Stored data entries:
****
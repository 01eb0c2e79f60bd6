use crate::application::auth::RequiredIdentity;
use crate::application::http::query_extractor::QueryParamsExtractor;
use crate::application::http::query_params::ListingQuery;
use crate::application::http::server::api_entities::api_error::ApiError;
use crate::application::http::server::api_entities::response::Response;
use crate::application::http::server::app_state::AppState;
use axum::extract::State;
use serde::{Deserialize, Serialize};
use utoipa::ToSchema;
use warden_core::domain::role::entities::role::Role;
use warden_core::domain::role::ports::RoleService;

#[derive(Debug, Serialize, Deserialize, ToSchema, PartialEq)]
pub struct GetRolesResponse {
    pub data: Vec<Role>,
}

#[utoipa::path(
    get,
    path = "",
    tag = "role",
    summary = "List roles",
    description = "Lists roles sorted by name, optionally searched by role or permission name.",
    params(ListingQuery),
    responses(
        (status = 200, body = GetRolesResponse),
        (status = 403, description = "Missing permission")
    ),
)]
pub async fn get_roles(
    State(state): State<AppState>,
    RequiredIdentity(identity): RequiredIdentity,
    QueryParamsExtractor(query): QueryParamsExtractor,
) -> Result<Response<GetRolesResponse>, ApiError> {
    let roles = state
        .service
        .get_roles(identity, query.params)
        .await
        .map_err(ApiError::from)?;

    Ok(Response::OK(GetRolesResponse { data: roles }))
}
use std::collections::HashMap;

use serde::Deserialize;
use utoipa::IntoParams;
use warden_core::domain::{
    common::value_objects::PageRequest, filter::value_objects::RequestParams,
};

pub const PAGE_PARAMETER: &str = "page";
pub const PER_PAGE_PARAMETER: &str = "per_page";

/// Listing parameters split into filter input and pagination.
#[derive(Debug, Clone, Default, PartialEq)]
pub struct QueryParams {
    pub params: RequestParams,
    pub page: PageRequest,
}

impl QueryParams {
    /// Pagination keys are consumed here; every other key is handed to the
    /// filter engine untouched. Unparseable page numbers fall back to defaults.
    pub fn from_query_map(query_map: &HashMap<String, String>) -> Self {
        let mut page: Option<u64> = None;
        let mut per_page: Option<u64> = None;
        let mut params = RequestParams::new();

        for (key, value) in query_map {
            match key.as_str() {
                PAGE_PARAMETER => page = value.trim().parse().ok(),
                PER_PAGE_PARAMETER => per_page = value.trim().parse().ok(),
                _ => params = params.with(key, value),
            }
        }

        Self {
            params,
            page: PageRequest::new(page, per_page),
        }
    }
}

/// OpenAPI description of the parameters every listing endpoint accepts.
#[derive(Debug, Deserialize, IntoParams)]
#[into_params(parameter_in = Query)]
pub struct ListingQuery {
    /// Case-insensitive substring searched across the listing's columns.
    pub query: Option<String>,
    /// Column to sort by; dotted paths sort by a related column.
    pub sort: Option<String>,
    /// `asc` or `desc`.
    pub direction: Option<String>,
    pub page: Option<u64>,
    pub per_page: Option<u64>,
}
use std::sync::Arc;

use sea_orm::{ConnectOptions, Database, DatabaseConnection};
use tracing::info;

#[derive(Debug, Clone)]
pub struct PostgresConfig {
    pub database_url: String,
}

#[derive(Debug, Clone)]
pub struct Postgres {
    db: Arc<DatabaseConnection>,
}

impl Postgres {
    pub async fn new(config: PostgresConfig) -> Result<Self, anyhow::Error> {
        let mut options = ConnectOptions::new(config.database_url);
        options.sqlx_logging(false);

        let db = Database::connect(options).await?;
        info!("connected to postgres");

        Ok(Self { db: Arc::new(db) })
    }

    pub fn get_db(&self) -> Arc<DatabaseConnection> {
        self.db.clone()
    }
}
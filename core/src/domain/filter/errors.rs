use thiserror::Error;

#[derive(Debug, Clone, PartialEq, Eq, Error)]
pub enum FilterError {
    #[error("Invalid filter configuration: {0}")]
    InvalidConfiguration(String),

    #[error("Unknown relation: {0}")]
    UnresolvedRelation(String),

    #[error("Unknown column: {0}")]
    UnresolvedColumn(String),
}
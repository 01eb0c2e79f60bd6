use sea_orm::entity::prelude::*;
use serde::{Deserialize, Serialize};

#[derive(Clone, Debug, PartialEq, Eq, DeriveEntityModel, Serialize, Deserialize)]
#[sea_orm(table_name = "users")]
pub struct Model {
    #[sea_orm(primary_key, auto_increment = false)]
    pub id: Uuid,
    pub name: String,
    #[sea_orm(unique)]
    pub email: String,
    #[serde(skip_serializing)]
    pub password: String,
    pub created_at: DateTime,
    pub updated_at: DateTime,
}

#[derive(Copy, Clone, Debug, EnumIter, DeriveRelation)]
pub enum Relation {
    #[sea_orm(has_many = "super::user_roles::Entity")]
    UserRoles,
}

impl Related<super::user_roles::Entity> for Entity {
    fn to() -> RelationDef {
        Relation::UserRoles.def()
    }
}

impl Related<super::roles::Entity> for Entity {
    fn to() -> RelationDef {
        super::user_roles::Relation::Role.def()
    }

    fn via() -> Option<RelationDef> {
        Some(super::user_roles::Relation::User.def().rev())
    }
}

impl ActiveModelBehavior for ActiveModel {}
****
--- Task requirements ---
Write out each line of the data that holds the string "derive".

--- Written response ---
#[derive(Debug, Serialize, Deserialize, ToSchema, PartialEq)]
#[derive(Debug, Clone, Default, PartialEq)]
#[derive(Debug, Deserialize, IntoParams)]
#[derive(Debug, Clone)]
#[derive(Debug, Clone)]
#[derive(Debug, Clone, PartialEq, Eq, Error)]
#[derive(Clone, Debug, PartialEq, Eq, DeriveEntityModel, Serialize, Deserialize)]
#[derive(Copy, Clone, Debug, EnumIter, DeriveRelation)]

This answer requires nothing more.